**Exercise objective**. The entries below are to be repeated exactly as they stand.

**Supplied entries**.
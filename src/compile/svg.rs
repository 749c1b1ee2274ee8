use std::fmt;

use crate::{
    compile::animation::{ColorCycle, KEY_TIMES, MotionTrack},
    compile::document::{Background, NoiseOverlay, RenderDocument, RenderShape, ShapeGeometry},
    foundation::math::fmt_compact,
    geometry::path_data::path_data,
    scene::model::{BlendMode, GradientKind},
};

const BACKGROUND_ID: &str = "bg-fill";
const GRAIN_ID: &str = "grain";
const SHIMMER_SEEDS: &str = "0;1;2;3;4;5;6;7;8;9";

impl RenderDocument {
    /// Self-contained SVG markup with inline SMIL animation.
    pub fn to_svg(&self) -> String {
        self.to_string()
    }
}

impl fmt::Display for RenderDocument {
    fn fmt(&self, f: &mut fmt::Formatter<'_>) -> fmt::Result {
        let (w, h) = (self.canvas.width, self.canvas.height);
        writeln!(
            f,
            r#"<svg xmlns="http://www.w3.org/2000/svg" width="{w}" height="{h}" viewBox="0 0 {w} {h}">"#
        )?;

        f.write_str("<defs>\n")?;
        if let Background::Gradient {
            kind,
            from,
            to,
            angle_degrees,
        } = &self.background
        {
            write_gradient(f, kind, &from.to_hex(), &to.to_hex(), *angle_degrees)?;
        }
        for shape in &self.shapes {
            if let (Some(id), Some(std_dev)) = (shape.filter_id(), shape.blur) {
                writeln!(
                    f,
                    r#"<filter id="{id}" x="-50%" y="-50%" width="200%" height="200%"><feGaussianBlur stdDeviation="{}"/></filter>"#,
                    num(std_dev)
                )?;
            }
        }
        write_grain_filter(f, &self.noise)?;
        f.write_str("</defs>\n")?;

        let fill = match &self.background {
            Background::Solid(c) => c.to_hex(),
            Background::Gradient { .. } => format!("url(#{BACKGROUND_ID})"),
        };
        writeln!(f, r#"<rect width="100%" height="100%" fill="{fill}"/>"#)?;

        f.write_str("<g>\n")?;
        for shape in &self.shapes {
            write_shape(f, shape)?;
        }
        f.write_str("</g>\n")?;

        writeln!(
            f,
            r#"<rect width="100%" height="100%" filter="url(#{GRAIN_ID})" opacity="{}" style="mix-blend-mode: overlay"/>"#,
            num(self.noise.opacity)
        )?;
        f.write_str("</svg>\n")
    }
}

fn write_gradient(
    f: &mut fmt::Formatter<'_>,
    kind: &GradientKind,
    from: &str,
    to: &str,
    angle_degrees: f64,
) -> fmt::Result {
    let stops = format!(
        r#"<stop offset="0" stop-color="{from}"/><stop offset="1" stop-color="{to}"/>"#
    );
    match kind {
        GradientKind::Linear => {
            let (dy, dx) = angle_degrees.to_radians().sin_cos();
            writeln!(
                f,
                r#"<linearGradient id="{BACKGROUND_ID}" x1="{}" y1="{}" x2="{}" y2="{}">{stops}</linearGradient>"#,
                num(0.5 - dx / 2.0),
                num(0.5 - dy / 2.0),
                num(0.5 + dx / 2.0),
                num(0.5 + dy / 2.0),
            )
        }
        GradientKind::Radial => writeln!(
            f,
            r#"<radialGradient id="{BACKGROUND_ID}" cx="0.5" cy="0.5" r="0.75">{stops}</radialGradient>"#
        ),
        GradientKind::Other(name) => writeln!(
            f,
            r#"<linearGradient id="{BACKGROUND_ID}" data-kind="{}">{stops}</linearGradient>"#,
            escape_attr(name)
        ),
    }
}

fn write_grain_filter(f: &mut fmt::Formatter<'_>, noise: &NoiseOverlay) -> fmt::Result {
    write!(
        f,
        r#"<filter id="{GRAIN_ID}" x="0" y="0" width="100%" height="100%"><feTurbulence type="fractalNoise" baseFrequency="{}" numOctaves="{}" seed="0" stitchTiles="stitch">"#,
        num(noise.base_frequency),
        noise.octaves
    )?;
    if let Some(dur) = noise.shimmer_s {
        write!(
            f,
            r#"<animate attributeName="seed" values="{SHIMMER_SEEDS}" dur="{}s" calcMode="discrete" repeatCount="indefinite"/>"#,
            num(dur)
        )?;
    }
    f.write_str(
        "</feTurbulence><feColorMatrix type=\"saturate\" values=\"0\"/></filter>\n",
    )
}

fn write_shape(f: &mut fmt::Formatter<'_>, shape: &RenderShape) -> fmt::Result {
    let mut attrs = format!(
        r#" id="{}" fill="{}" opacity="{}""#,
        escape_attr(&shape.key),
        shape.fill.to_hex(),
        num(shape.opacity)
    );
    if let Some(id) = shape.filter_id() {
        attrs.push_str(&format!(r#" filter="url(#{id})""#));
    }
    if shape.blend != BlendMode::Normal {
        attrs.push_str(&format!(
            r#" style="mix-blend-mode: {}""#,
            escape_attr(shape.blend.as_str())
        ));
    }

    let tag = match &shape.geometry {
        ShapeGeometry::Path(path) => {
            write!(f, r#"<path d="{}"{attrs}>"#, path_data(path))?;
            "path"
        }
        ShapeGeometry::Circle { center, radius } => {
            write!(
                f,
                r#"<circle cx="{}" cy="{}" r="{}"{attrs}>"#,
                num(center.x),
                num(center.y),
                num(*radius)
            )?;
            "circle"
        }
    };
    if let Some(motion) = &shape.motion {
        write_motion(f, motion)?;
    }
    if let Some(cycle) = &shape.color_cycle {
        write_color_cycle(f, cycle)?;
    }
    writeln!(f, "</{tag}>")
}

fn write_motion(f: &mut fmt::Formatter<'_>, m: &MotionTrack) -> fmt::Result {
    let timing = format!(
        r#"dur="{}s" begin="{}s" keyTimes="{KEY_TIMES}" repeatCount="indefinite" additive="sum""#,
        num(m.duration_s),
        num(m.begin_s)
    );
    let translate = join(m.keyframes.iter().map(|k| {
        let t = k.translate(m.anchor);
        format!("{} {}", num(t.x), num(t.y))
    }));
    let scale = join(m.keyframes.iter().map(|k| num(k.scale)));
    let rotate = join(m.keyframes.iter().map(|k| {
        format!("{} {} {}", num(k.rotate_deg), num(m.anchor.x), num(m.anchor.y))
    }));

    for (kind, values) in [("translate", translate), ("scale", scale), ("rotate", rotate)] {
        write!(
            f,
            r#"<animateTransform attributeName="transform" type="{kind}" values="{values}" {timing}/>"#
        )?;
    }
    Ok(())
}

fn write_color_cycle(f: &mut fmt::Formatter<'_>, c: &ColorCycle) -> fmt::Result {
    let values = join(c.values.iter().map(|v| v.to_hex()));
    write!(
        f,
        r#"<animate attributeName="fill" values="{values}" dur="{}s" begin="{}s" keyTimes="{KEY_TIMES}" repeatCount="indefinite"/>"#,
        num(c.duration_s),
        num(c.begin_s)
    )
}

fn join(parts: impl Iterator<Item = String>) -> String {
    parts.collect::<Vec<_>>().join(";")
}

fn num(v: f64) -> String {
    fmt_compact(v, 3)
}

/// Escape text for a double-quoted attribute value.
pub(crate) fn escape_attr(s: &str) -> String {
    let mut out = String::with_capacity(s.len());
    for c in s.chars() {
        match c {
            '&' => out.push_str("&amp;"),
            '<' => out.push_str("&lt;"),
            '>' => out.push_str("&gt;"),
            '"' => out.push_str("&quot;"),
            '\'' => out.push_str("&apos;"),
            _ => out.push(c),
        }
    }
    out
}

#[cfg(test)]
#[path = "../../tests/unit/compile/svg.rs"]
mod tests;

**Solution for this task**.
filename src/compile/svg.rs
repository 749c1b1ee2274ee8
use std::fmt;

use crate::{
    compile::animation::{ColorCycle, KEY_TIMES, MotionTrack},
    compile::document::{Background, NoiseOverlay, RenderDocument, RenderShape, ShapeGeometry},
    foundation::math::fmt_compact,
    geometry::path_data::path_data,
    scene::model::{BlendMode, GradientKind},
};

const BACKGROUND_ID: &str = "bg-fill";
const GRAIN_ID: &str = "grain";
const SHIMMER_SEEDS: &str = "0;1;2;3;4;5;6;7;8;9";

impl RenderDocument {
    /// Self-contained SVG markup with inline SMIL animation.
    pub fn to_svg(&self) -> String {
        self.to_string()
    }
}

impl fmt::Display for RenderDocument {
    fn fmt(&self, f: &mut fmt::Formatter<'_>) -> fmt::Result {
        let (w, h) = (self.canvas.width, self.canvas.height);
        writeln!(
            f,
            r#"<svg xmlns="http://www.w3.org/2000/svg" width="{w}" height="{h}" viewBox="0 0 {w} {h}">"#
        )?;

        f.write_str("<defs>\n")?;
        if let Background::Gradient {
            kind,
            from,
            to,
            angle_degrees,
        } = &self.background
        {
            write_gradient(f, kind, &from.to_hex(), &to.to_hex(), *angle_degrees)?;
        }
        for shape in &self.shapes {
            if let (Some(id), Some(std_dev)) = (shape.filter_id(), shape.blur) {
                writeln!(
                    f,
                    r#"<filter id="{id}" x="-50%" y="-50%" width="200%" height="200%"><feGaussianBlur stdDeviation="{}"/></filter>"#,
                    num(std_dev)
                )?;
            }
        }
        write_grain_filter(f, &self.noise)?;
        f.write_str("</defs>\n")?;

        let fill = match &self.background {
            Background::Solid(c) => c.to_hex(),
            Background::Gradient { .. } => format!("url(#{BACKGROUND_ID})"),
        };
        writeln!(f, r#"<rect width="100%" height="100%" fill="{fill}"/>"#)?;

        f.write_str("<g>\n")?;
        for shape in &self.shapes {
            write_shape(f, shape)?;
        }
        f.write_str("</g>\n")?;

        writeln!(
            f,
            r#"<rect width="100%" height="100%" filter="url(#{GRAIN_ID})" opacity="{}" style="mix-blend-mode: overlay"/>"#,
            num(self.noise.opacity)
        )?;
        f.write_str("</svg>\n")
    }
}

fn write_gradient(
    f: &mut fmt::Formatter<'_>,
    kind: &GradientKind,
    from: &str,
    to: &str,
    angle_degrees: f64,
) -> fmt::Result {
    let stops = format!(
        r#"<stop offset="0" stop-color="{from}"/><stop offset="1" stop-color="{to}"/>"#
    );
    match kind {
        GradientKind::Linear => {
            let (dy, dx) = angle_degrees.to_radians().sin_cos();
            writeln!(
                f,
                r#"<linearGradient id="{BACKGROUND_ID}" x1="{}" y1="{}" x2="{}" y2="{}">{stops}</linearGradient>"#,
                num(0.5 - dx / 2.0),
                num(0.5 - dy / 2.0),
                num(0.5 + dx / 2.0),
                num(0.5 + dy / 2.0),
            )
        }
        GradientKind::Radial => writeln!(
            f,
            r#"<radialGradient id="{BACKGROUND_ID}" cx="0.5" cy="0.5" r="0.75">{stops}</radialGradient>"#
        ),
        GradientKind::Other(name) => writeln!(
            f,
            r#"<linearGradient id="{BACKGROUND_ID}" data-kind="{}">{stops}</linearGradient>"#,
            escape_attr(name)
        ),
    }
}

fn write_grain_filter(f: &mut fmt::Formatter<'_>, noise: &NoiseOverlay) -> fmt::Result {
    write!(
        f,
        r#"<filter id="{GRAIN_ID}" x="0" y="0" width="100%" height="100%"><feTurbulence type="fractalNoise" baseFrequency="{}" numOctaves="{}" seed="0" stitchTiles="stitch">"#,
        num(noise.base_frequency),
        noise.octaves
    )?;
    if let Some(dur) = noise.shimmer_s {
        write!(
            f,
            r#"<animate attributeName="seed" values="{SHIMMER_SEEDS}" dur="{}s" calcMode="discrete" repeatCount="indefinite"/>"#,
            num(dur)
        )?;
    }
    f.write_str(
        "</feTurbulence><feColorMatrix type=\"saturate\" values=\"0\"/></filter>\n",
    )
}

fn write_shape(f: &mut fmt::Formatter<'_>, shape: &RenderShape) -> fmt::Result {
    let mut attrs = format!(
        r#" id="{}" fill="{}" opacity="{}""#,
        escape_attr(&shape.key),
        shape.fill.to_hex(),
        num(shape.opacity)
    );
    if let Some(id) = shape.filter_id() {
        attrs.push_str(&format!(r#" filter="url(#{id})""#));
    }
    if shape.blend != BlendMode::Normal {
        attrs.push_str(&format!(
            r#" style="mix-blend-mode: {}""#,
            escape_attr(shape.blend.as_str())
        ));
    }

    let tag = match &shape.geometry {
        ShapeGeometry::Path(path) => {
            write!(f, r#"<path d="{}"{attrs}>"#, path_data(path))?;
            "path"
        }
        ShapeGeometry::Circle { center, radius } => {
            write!(
                f,
                r#"<circle cx="{}" cy="{}" r="{}"{attrs}>"#,
                num(center.x),
                num(center.y),
                num(*radius)
            )?;
            "circle"
        }
    };
    if let Some(motion) = &shape.motion {
        write_motion(f, motion)?;
    }
    if let Some(cycle) = &shape.color_cycle {
        write_color_cycle(f, cycle)?;
    }
    writeln!(f, "</{tag}>")
}

fn write_motion(f: &mut fmt::Formatter<'_>, m: &MotionTrack) -> fmt::Result {
    let timing = format!(
        r#"dur="{}s" begin="{}s" keyTimes="{KEY_TIMES}" repeatCount="indefinite" additive="sum""#,
        num(m.duration_s),
        num(m.begin_s)
    );
    let translate = join(m.keyframes.iter().map(|k| {
        let t = k.translate(m.anchor);
        format!("{} {}", num(t.x), num(t.y))
    }));
    let scale = join(m.keyframes.iter().map(|k| num(k.scale)));
    let rotate = join(m.keyframes.iter().map(|k| {
        format!("{} {} {}", num(k.rotate_deg), num(m.anchor.x), num(m.anchor.y))
    }));

    for (kind, values) in [("translate", translate), ("scale", scale), ("rotate", rotate)] {
        write!(
            f,
            r#"<animateTransform attributeName="transform" type="{kind}" values="{values}" {timing}/>"#
        )?;
    }
    Ok(())
}

fn write_color_cycle(f: &mut fmt::Formatter<'_>, c: &ColorCycle) -> fmt::Result {
    let values = join(c.values.iter().map(|v| v.to_hex()));
    write!(
        f,
        r#"<animate attributeName="fill" values="{values}" dur="{}s" begin="{}s" keyTimes="{KEY_TIMES}" repeatCount="indefinite"/>"#,
        num(c.duration_s),
        num(c.begin_s)
    )
}

fn join(parts: impl Iterator<Item = String>) -> String {
    parts.collect::<Vec<_>>().join(";")
}

fn num(v: f64) -> String {
    fmt_compact(v, 3)
}

/// Escape text for a double-quoted attribute value.
pub(crate) fn escape_attr(s: &str) -> String {
    let mut out = String::with_capacity(s.len());
    for c in s.chars() {
        match c {
            '&' => out.push_str("&amp;"),
            '<' => out.push_str("&lt;"),
            '>' => out.push_str("&gt;"),
            '"' => out.push_str("&quot;"),
            '\'' => out.push_str("&apos;"),
            _ => out.push(c),
        }
    }
    out
}

#[cfg(test)]
#[path = "../../tests/unit/compile/svg.rs"]
mod tests;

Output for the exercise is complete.